- Description of the task
Read the listing and extract each line that includes the word "false".

- Data for this exercise
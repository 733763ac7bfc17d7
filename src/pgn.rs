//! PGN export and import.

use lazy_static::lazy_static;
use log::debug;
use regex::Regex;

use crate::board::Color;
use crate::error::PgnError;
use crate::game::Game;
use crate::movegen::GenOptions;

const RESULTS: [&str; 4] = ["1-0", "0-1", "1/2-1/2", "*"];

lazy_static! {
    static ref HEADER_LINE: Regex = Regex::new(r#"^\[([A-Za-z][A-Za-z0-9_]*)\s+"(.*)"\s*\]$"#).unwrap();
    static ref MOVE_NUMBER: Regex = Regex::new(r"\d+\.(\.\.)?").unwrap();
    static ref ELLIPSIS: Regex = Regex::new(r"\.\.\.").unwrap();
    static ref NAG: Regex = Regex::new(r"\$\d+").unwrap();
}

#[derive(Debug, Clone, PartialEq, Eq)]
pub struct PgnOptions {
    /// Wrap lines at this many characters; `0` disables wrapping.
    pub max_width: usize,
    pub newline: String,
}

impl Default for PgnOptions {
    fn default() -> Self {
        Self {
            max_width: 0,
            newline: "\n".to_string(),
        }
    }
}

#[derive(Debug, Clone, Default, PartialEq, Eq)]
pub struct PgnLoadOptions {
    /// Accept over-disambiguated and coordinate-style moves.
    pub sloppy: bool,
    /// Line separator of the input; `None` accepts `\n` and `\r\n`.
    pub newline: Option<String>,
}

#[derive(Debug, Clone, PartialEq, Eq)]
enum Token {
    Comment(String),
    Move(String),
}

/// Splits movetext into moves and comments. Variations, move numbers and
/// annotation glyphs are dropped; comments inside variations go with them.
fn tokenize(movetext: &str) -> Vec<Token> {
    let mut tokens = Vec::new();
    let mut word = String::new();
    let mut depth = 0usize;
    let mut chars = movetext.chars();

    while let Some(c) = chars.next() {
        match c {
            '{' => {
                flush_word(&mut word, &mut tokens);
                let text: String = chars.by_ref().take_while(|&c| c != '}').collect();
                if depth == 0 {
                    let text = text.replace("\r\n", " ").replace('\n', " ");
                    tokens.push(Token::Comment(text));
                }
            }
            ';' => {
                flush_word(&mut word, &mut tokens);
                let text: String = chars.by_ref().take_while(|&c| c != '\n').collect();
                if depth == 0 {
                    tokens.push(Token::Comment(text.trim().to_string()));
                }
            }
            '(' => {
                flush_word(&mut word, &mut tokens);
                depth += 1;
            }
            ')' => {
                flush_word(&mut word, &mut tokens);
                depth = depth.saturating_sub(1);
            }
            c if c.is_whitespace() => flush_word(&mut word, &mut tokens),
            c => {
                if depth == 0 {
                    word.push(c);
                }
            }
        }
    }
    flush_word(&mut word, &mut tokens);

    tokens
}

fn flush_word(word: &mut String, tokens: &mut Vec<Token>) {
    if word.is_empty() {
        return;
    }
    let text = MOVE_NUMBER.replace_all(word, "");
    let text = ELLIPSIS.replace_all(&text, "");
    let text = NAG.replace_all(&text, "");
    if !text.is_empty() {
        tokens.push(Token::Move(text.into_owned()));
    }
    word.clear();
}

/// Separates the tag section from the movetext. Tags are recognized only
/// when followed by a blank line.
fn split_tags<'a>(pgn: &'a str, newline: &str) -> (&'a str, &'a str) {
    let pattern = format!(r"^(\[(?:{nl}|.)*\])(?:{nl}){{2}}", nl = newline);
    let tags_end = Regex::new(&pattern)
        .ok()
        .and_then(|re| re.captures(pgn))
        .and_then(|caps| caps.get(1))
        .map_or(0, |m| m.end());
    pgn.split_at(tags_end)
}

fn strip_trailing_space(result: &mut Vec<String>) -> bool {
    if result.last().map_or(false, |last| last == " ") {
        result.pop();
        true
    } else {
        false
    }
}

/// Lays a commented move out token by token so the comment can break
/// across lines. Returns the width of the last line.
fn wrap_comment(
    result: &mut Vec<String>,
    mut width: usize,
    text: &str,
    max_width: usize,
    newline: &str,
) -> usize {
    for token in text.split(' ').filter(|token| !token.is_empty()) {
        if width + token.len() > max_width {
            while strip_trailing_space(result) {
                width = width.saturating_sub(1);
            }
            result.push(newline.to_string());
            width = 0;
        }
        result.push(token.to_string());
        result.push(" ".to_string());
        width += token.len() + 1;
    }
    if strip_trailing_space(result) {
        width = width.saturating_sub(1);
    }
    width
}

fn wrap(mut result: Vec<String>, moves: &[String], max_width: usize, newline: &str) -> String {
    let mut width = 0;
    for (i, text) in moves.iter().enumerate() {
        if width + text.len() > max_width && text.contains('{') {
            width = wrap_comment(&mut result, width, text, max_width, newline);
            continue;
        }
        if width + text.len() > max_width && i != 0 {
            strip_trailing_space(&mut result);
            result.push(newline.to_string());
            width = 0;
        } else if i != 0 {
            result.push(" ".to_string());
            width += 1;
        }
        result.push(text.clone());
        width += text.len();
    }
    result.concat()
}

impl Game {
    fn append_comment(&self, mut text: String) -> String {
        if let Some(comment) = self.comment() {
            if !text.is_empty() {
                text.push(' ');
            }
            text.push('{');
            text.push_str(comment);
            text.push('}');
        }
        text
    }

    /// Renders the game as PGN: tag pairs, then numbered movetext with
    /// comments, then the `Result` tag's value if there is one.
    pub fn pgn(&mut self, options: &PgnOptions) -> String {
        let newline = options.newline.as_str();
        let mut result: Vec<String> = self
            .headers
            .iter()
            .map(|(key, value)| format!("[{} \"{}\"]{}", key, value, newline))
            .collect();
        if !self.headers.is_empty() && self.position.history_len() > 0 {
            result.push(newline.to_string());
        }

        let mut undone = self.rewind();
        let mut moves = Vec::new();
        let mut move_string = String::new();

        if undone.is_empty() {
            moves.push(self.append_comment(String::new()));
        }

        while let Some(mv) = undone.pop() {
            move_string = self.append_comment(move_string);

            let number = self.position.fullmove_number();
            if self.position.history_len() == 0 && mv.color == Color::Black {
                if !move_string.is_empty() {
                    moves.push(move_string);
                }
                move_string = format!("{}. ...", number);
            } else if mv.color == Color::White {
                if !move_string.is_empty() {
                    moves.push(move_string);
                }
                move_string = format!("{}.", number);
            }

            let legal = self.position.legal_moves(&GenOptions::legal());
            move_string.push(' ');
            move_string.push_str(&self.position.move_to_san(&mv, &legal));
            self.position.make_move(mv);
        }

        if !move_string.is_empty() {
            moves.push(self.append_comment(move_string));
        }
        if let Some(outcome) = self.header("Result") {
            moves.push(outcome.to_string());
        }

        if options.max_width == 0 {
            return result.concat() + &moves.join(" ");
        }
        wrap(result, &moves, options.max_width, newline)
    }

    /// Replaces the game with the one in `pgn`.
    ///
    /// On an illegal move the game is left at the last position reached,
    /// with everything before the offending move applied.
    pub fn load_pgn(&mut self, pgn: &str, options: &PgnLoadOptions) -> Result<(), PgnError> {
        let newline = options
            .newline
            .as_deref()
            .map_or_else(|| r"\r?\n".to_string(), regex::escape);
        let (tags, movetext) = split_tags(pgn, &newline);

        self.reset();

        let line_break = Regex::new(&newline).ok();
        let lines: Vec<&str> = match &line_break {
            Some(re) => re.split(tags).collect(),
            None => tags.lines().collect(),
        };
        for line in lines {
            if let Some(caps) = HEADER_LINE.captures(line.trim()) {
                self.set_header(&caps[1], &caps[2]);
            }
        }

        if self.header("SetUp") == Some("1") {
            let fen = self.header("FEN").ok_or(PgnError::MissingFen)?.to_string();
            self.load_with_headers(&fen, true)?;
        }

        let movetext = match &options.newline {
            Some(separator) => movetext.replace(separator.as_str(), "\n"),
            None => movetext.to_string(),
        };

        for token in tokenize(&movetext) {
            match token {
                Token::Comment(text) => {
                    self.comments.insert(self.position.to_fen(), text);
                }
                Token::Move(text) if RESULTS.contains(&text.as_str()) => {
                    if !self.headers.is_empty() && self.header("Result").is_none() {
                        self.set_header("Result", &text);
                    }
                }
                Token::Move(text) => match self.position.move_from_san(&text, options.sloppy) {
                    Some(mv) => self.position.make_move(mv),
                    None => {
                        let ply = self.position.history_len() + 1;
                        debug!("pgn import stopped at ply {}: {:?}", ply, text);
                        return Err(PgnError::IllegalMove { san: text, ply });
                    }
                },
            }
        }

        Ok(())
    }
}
* * *
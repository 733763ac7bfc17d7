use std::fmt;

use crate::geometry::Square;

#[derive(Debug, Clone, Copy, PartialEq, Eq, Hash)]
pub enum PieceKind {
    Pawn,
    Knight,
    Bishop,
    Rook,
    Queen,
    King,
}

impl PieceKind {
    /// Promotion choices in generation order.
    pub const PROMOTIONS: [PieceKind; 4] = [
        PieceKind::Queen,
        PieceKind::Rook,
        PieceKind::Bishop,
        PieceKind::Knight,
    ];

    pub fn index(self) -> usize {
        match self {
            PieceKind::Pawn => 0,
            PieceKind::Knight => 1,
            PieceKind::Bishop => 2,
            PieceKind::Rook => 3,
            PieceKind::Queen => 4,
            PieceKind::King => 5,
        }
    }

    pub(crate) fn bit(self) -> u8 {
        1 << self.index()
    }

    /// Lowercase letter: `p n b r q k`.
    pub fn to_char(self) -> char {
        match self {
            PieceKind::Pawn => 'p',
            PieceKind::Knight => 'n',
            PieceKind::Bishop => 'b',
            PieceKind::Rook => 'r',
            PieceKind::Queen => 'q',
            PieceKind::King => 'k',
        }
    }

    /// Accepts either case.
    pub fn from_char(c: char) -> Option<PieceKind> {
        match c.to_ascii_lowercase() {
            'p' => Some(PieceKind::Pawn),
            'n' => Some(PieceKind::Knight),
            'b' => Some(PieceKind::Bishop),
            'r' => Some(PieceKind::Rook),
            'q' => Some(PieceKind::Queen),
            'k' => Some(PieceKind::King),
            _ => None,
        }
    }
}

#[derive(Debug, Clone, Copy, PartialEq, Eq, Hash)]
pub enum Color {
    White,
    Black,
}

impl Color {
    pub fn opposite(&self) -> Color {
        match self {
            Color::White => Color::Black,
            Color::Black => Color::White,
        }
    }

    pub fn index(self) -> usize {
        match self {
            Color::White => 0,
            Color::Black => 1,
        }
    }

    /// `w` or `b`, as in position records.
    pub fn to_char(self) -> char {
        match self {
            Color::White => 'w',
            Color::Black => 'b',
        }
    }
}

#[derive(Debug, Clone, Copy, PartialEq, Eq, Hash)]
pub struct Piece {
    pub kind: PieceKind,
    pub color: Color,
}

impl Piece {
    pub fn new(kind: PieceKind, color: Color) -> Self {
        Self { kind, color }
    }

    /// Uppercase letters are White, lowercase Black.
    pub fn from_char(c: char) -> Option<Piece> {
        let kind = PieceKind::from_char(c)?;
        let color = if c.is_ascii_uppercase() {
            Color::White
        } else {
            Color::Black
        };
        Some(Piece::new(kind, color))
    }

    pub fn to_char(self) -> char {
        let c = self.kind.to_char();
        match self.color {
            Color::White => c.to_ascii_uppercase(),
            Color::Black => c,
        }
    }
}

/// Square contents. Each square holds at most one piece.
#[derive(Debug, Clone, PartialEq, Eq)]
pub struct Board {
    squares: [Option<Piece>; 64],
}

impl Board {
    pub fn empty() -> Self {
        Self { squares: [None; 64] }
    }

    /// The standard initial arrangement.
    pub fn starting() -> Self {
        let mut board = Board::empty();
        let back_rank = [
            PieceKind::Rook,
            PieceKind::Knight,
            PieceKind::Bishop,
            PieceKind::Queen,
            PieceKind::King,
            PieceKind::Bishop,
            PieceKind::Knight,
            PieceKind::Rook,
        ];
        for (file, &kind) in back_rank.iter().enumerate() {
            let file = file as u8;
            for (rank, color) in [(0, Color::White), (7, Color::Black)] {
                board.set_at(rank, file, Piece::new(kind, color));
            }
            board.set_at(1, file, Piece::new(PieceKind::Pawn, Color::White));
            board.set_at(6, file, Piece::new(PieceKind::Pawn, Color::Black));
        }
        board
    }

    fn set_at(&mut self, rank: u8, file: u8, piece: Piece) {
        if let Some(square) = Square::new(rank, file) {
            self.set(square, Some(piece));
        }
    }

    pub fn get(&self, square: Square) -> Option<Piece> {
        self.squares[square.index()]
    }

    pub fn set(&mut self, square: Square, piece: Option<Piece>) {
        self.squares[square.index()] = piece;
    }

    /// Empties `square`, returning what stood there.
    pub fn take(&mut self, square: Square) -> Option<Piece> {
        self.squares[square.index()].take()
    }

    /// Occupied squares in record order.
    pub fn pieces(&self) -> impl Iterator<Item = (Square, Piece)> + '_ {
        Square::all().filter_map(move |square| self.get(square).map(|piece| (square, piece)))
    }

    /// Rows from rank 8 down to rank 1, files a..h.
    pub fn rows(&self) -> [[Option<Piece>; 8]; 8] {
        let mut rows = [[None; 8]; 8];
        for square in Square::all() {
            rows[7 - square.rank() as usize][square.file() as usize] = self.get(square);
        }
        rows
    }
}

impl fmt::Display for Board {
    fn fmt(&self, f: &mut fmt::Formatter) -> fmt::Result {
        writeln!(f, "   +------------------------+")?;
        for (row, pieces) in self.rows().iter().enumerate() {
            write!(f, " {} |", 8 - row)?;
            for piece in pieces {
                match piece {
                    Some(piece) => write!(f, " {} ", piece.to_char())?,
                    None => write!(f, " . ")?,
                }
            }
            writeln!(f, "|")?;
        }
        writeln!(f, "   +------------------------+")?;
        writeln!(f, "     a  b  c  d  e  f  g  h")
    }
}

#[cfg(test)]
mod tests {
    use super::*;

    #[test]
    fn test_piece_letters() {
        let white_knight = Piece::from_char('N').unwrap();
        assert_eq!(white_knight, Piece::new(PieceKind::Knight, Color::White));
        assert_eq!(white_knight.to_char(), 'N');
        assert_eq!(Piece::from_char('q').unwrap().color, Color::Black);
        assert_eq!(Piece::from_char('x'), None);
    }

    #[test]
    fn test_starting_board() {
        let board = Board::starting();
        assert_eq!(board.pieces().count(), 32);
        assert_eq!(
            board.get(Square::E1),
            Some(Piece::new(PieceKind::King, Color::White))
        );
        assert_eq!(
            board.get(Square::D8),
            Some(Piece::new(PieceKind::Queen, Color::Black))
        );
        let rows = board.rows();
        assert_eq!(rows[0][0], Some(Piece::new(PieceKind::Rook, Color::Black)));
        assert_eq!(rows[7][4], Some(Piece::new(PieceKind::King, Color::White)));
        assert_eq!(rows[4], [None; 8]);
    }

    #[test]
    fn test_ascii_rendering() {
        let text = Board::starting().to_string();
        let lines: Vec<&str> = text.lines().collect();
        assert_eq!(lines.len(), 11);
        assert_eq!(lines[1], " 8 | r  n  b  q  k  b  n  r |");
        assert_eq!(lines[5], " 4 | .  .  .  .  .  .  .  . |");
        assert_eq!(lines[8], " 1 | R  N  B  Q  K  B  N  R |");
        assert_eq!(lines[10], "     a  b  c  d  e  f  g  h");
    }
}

- Response area
    if result.last().map_or(false, |last| last == " ") {
        false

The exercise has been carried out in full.